Task details:
Reproduce only what lies between the first line of the material below and the line containing "pub struct SchedulerCfg", with both of those lines included and every line kept exact.
=== Given data ===
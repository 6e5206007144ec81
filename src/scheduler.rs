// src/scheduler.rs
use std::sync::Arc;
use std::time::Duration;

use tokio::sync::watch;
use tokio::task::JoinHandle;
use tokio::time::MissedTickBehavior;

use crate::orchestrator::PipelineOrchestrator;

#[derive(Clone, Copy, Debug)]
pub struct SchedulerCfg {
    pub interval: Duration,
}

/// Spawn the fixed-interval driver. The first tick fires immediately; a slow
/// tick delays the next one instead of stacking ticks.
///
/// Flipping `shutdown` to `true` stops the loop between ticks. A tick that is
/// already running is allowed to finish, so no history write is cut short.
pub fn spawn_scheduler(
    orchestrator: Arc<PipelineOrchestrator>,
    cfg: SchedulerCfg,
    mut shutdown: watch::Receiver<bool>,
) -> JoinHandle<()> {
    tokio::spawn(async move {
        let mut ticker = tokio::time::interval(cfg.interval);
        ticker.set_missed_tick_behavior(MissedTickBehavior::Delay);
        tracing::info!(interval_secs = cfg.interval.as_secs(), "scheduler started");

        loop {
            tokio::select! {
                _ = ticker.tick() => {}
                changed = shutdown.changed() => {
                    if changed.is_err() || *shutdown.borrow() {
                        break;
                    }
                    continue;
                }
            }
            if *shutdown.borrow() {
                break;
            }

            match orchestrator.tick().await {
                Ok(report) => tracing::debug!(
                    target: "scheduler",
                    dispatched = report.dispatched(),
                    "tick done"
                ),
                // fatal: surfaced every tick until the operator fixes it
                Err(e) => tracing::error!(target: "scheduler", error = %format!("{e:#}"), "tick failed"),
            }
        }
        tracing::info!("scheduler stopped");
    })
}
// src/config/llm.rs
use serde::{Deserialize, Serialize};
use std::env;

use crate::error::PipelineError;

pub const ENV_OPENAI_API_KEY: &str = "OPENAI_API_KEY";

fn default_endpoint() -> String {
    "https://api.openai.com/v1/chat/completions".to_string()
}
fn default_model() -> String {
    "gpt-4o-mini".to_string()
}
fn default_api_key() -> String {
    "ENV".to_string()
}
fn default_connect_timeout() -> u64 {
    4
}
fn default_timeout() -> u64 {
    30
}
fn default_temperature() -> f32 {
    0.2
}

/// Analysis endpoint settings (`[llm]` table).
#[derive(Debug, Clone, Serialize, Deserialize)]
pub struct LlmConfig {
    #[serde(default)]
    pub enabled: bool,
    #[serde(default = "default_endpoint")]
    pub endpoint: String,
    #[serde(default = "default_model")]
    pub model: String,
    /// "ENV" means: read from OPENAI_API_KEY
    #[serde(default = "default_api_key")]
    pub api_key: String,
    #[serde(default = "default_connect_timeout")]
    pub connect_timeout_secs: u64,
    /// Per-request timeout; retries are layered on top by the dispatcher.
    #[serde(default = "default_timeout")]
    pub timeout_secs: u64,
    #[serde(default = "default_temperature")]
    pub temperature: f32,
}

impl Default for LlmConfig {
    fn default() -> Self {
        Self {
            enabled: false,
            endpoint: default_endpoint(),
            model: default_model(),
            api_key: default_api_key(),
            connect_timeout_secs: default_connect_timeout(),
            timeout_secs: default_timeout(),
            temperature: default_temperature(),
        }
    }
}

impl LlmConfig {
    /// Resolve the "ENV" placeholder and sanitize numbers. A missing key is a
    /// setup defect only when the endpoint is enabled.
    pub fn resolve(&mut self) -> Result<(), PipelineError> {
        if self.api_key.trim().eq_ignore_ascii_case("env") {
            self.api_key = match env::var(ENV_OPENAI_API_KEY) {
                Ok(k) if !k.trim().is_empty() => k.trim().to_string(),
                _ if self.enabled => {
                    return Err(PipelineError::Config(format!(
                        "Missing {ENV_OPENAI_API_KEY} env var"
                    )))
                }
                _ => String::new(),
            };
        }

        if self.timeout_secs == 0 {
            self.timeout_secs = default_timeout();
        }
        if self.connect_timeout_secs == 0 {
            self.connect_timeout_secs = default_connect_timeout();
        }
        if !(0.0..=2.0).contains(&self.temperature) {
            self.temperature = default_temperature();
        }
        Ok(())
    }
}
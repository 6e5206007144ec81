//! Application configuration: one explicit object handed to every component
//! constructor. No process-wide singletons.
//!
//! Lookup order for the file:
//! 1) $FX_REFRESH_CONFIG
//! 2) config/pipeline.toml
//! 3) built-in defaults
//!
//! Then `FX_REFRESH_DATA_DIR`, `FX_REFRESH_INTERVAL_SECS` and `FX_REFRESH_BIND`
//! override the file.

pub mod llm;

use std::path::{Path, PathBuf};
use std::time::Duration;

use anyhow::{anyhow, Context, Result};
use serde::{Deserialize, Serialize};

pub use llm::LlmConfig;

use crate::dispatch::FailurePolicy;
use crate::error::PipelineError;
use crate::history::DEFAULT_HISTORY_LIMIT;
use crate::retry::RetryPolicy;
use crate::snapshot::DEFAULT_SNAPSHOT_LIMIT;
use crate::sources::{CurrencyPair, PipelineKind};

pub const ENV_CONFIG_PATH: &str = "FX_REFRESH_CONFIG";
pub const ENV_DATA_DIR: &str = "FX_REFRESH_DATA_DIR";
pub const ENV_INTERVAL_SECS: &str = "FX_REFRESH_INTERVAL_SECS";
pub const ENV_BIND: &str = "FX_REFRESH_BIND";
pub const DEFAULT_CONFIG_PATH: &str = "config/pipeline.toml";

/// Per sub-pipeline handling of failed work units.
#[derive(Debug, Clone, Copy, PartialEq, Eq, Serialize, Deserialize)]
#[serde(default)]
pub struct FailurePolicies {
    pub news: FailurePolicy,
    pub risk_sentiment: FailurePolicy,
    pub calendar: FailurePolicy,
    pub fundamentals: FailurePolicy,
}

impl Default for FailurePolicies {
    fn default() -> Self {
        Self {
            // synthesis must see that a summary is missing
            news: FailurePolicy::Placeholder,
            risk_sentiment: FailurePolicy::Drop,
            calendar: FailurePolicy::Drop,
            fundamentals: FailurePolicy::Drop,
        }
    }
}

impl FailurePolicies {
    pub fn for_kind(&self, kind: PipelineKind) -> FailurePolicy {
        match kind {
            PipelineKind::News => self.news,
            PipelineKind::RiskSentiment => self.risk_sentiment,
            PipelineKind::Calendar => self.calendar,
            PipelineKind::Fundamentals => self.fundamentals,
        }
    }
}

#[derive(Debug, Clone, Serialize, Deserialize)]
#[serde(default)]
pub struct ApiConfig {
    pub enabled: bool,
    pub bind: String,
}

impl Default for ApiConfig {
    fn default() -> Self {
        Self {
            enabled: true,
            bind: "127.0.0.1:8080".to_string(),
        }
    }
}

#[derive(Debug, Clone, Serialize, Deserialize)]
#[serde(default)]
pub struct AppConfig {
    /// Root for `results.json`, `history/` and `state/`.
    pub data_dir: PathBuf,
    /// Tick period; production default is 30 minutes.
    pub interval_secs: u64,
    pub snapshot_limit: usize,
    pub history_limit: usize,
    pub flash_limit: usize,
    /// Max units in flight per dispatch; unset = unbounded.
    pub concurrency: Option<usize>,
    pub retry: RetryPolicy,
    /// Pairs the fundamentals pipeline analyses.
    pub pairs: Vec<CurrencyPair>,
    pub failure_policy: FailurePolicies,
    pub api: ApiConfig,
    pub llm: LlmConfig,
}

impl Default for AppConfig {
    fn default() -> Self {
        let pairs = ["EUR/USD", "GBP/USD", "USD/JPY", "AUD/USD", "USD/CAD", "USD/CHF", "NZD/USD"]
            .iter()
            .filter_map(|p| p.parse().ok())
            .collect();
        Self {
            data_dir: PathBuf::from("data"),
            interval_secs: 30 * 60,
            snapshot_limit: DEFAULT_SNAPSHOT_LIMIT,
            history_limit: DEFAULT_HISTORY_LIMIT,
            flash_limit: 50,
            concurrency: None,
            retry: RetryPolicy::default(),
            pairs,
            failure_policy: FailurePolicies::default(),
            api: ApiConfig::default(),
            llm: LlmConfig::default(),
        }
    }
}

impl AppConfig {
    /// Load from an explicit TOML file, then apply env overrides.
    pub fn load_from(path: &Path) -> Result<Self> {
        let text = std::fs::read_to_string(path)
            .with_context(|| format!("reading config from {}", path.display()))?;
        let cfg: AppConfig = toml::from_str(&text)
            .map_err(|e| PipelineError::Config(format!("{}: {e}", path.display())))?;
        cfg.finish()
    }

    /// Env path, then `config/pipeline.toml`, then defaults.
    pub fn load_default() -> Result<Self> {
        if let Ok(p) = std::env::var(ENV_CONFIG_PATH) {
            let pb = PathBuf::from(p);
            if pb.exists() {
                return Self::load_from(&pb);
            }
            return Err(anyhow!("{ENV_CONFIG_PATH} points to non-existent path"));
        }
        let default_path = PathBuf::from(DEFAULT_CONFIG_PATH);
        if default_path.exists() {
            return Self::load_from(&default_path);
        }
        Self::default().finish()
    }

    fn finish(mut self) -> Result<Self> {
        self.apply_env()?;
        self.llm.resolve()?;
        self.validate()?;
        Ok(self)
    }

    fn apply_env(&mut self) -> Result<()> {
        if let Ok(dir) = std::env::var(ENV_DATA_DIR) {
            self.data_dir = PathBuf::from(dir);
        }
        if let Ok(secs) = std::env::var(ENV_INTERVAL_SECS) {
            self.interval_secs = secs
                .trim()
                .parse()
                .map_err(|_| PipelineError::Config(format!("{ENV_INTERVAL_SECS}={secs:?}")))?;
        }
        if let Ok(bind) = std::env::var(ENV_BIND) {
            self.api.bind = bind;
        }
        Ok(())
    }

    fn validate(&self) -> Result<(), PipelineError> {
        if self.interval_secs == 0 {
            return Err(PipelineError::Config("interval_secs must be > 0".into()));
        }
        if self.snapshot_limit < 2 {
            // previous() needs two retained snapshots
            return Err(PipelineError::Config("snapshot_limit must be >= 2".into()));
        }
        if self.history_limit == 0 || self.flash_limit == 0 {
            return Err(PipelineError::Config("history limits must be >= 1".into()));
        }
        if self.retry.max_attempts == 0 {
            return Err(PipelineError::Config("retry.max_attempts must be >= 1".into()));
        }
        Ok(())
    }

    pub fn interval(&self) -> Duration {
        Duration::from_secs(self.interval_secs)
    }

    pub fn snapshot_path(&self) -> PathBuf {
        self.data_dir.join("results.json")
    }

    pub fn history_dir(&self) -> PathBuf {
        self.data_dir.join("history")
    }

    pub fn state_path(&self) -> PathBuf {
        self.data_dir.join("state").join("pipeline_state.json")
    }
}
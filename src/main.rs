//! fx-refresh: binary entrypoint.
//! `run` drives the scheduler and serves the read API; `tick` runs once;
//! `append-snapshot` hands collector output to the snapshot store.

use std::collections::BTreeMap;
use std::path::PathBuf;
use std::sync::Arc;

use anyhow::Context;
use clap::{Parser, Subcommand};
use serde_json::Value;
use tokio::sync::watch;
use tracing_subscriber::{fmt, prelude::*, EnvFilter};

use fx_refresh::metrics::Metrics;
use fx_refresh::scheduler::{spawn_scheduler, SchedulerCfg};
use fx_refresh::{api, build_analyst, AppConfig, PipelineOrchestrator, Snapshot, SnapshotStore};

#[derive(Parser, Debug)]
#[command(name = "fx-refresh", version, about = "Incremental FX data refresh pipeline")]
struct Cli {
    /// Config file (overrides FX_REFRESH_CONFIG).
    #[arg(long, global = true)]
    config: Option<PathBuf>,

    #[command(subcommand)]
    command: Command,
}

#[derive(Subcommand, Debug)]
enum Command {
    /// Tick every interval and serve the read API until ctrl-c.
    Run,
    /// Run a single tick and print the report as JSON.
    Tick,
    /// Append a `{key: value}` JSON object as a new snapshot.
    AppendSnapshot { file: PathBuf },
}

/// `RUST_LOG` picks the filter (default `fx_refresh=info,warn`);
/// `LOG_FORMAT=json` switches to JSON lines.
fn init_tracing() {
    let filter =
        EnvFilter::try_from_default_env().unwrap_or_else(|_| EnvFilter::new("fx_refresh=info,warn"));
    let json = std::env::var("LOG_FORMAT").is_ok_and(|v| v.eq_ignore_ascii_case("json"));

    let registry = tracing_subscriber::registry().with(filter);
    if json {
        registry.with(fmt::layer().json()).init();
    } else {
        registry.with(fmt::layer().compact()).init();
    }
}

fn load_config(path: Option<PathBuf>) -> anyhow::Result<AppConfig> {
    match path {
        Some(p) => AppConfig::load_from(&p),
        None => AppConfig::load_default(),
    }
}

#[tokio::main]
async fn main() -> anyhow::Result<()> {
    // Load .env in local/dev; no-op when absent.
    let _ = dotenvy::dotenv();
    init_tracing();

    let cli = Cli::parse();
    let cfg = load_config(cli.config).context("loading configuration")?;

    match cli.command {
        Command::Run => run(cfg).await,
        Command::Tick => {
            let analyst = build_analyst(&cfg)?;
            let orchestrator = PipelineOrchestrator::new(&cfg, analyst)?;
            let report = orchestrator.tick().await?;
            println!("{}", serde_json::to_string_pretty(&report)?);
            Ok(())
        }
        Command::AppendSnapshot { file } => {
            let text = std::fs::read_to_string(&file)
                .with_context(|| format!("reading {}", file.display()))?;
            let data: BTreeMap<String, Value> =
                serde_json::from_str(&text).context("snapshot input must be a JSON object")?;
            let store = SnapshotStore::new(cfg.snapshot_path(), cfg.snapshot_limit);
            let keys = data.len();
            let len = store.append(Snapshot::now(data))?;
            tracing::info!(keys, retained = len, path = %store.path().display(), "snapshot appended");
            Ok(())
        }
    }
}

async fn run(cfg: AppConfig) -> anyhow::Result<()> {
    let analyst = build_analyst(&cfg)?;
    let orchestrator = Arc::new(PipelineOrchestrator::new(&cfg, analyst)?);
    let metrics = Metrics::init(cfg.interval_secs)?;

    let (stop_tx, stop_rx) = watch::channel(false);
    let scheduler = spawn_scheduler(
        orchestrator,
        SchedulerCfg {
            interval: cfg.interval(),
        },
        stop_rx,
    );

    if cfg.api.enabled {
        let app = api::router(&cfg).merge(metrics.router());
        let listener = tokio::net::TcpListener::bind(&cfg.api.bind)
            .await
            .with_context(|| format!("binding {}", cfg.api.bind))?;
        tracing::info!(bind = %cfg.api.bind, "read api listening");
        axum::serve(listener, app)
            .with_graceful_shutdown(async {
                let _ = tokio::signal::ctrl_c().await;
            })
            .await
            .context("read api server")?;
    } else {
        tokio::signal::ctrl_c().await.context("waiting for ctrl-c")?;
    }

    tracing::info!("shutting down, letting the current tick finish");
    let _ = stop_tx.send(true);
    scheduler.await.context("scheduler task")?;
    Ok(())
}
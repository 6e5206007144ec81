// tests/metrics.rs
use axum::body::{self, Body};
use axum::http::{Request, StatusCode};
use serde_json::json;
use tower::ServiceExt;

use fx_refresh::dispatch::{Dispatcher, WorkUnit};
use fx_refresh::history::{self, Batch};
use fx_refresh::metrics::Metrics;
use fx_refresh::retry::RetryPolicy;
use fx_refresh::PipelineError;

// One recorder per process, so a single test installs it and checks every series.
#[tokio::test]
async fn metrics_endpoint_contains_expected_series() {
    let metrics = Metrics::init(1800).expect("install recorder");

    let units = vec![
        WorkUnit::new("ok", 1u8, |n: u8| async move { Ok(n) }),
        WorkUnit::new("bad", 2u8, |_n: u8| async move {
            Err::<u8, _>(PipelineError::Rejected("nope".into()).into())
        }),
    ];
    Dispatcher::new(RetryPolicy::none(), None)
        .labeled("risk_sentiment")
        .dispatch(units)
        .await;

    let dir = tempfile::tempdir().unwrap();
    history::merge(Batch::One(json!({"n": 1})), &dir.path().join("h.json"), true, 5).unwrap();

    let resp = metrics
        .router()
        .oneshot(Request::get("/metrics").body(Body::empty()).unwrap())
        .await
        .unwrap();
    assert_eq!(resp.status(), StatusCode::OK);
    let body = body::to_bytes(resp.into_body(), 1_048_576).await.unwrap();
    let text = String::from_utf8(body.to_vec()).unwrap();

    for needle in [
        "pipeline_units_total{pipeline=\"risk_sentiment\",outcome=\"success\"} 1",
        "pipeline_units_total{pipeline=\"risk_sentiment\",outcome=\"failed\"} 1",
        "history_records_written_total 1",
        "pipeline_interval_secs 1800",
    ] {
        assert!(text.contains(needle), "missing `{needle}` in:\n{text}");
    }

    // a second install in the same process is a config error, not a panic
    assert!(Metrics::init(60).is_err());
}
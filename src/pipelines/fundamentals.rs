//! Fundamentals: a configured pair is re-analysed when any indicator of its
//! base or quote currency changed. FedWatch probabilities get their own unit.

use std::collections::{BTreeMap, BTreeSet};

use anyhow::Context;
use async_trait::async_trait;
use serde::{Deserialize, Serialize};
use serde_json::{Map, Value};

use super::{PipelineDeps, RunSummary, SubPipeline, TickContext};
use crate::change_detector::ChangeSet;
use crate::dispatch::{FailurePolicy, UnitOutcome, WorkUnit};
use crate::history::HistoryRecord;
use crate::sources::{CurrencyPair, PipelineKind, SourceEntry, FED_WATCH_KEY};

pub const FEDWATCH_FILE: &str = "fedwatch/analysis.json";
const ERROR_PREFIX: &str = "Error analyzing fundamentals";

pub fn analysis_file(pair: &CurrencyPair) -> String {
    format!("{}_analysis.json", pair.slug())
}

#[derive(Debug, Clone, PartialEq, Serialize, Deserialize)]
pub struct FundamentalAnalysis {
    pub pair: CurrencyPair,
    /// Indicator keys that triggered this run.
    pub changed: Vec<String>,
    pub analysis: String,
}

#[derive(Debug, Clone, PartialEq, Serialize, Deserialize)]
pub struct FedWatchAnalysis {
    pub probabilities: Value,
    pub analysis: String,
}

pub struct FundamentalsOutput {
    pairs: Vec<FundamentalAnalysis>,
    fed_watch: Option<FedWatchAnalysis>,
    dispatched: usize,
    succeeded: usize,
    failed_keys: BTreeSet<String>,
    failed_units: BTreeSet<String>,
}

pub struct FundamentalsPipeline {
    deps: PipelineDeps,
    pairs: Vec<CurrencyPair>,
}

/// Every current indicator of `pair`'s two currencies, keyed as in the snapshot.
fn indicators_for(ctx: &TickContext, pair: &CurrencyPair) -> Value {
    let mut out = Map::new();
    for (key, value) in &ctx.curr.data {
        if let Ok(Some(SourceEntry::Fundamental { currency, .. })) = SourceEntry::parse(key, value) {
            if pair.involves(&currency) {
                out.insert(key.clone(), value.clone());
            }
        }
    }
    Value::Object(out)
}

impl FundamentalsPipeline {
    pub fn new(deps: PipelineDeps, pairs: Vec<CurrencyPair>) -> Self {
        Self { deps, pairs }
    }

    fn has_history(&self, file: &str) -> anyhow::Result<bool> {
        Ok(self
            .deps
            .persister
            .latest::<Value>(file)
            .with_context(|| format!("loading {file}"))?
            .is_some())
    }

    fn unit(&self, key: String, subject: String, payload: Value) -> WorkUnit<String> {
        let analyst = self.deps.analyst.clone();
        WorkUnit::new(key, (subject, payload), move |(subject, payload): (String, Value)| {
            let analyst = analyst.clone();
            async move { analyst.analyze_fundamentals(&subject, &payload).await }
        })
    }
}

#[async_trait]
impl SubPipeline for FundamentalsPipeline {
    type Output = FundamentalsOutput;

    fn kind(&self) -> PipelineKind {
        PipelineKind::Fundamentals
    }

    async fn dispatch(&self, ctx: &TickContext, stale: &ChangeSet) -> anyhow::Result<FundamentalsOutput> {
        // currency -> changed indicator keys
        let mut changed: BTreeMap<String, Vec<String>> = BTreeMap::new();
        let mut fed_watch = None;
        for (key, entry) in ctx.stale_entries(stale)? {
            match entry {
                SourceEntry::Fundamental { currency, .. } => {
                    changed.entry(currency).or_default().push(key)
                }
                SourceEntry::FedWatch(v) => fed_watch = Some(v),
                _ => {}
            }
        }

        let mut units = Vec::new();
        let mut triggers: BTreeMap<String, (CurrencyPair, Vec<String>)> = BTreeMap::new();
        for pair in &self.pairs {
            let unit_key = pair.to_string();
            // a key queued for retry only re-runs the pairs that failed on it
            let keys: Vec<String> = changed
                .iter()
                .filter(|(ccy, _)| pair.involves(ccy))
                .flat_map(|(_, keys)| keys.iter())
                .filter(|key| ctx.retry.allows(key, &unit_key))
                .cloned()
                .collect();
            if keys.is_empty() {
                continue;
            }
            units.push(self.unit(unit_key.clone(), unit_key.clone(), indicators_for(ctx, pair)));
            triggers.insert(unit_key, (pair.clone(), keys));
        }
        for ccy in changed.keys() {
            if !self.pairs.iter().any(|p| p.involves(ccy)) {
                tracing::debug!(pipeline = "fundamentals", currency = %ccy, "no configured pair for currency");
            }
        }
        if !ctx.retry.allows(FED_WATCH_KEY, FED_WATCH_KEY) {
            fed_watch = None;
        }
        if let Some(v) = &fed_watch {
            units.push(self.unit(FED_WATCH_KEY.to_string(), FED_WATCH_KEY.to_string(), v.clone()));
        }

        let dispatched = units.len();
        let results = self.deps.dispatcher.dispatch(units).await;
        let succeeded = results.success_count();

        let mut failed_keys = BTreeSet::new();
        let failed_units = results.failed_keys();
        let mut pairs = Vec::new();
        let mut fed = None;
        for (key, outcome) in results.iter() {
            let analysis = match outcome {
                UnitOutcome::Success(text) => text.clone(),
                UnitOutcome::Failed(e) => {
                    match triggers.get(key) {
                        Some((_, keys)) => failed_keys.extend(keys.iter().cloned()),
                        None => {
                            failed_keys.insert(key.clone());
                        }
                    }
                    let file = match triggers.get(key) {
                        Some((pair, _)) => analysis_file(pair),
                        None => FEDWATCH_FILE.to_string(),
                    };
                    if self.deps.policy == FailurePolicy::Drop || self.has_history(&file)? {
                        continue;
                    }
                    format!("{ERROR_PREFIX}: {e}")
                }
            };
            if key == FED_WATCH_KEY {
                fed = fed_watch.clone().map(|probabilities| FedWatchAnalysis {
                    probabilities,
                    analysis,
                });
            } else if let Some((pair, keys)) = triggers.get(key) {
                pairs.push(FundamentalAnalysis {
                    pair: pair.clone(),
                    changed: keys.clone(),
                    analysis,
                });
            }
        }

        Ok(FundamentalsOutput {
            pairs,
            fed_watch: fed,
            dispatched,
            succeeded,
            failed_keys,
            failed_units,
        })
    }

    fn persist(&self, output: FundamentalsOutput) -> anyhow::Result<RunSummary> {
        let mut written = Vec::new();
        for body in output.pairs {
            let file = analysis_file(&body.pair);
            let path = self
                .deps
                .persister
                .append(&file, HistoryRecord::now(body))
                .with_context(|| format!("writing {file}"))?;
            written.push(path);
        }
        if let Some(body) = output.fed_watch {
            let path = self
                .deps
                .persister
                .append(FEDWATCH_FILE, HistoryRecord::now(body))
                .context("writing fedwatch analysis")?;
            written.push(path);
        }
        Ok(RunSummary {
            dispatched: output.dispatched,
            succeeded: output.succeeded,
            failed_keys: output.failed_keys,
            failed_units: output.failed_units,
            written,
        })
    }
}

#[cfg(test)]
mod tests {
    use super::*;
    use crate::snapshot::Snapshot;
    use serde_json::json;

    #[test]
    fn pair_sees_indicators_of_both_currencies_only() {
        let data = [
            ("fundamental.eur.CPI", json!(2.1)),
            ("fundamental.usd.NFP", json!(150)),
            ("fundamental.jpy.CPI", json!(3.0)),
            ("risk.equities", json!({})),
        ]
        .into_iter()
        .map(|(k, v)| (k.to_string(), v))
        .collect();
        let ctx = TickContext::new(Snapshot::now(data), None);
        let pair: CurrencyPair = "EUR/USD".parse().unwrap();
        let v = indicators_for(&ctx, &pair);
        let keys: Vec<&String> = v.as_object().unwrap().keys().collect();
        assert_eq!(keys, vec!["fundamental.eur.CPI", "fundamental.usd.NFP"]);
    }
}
===
Solution:
repository 6e5206007144ec81
filename src/scheduler.rs
// src/scheduler.rs
use std::sync::Arc;
use std::time::Duration;

use tokio::sync::watch;
use tokio::task::JoinHandle;
use tokio::time::MissedTickBehavior;

use crate::orchestrator::PipelineOrchestrator;

#[derive(Clone, Copy, Debug)]
pub struct SchedulerCfg {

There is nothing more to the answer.